▸ **DATASET CONTENT**:
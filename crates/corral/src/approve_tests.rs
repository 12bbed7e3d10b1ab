// SPDX-License-Identifier: BUSL-1.1
// Copyright (c) 2026 Alfred Jean LLC

use super::*;
use crate::test_support::{bare_session, test_supervisor, StubVerifier};

#[test]
fn decision_wire_format() {
    let decision: VerifierDecision =
        serde_json::from_str(r#"{"needsPermission": true, "reason": "touches prod"}"#).unwrap();
    assert!(decision.needs_permission);
    assert_eq!(decision.reason.as_deref(), Some("touches prod"));

    let safe: VerifierDecision = serde_json::from_str(r#"{"needsPermission": false}"#).unwrap();
    assert!(!safe.needs_permission);
    assert!(safe.reason.is_none());
}

#[tokio::test]
async fn cancel_for_input_outside_pending_is_noop() {
    let sup = test_supervisor(true, StubVerifier::safe());
    let (session, _in, _rz) = bare_session("s1", Default::default());

    let mut rec = session.state.lock().await;
    sup.approval.cancel_for_input(&sup, &session, &mut rec);
    assert_eq!(rec.state, SessionState::Busy);
    assert!(!rec.auto_approval_failed);
}

#[tokio::test]
async fn disabled_controller_never_enters_pending() {
    let sup = test_supervisor(false, StubVerifier::safe());
    let (session, _in, _rz) = bare_session("s1", Default::default());

    let mut rec = session.state.lock().await;
    rec.state = SessionState::WaitingInput;
    sup.approval
        .on_waiting_input(&sup, &session, &mut rec, &["ok? ".to_owned()]);
    assert_eq!(rec.state, SessionState::WaitingInput);
    assert!(rec.verifier_cancel.is_none());
}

▸ **WHAT IS NEEDED**: Look through the records and copy every line that has the word "VerifierDecision".

▸ **RESULT**:
    let decision: VerifierDecision =
    let safe: VerifierDecision = serde_json::from_str(r#"{"needsPermission": false}"#).unwrap();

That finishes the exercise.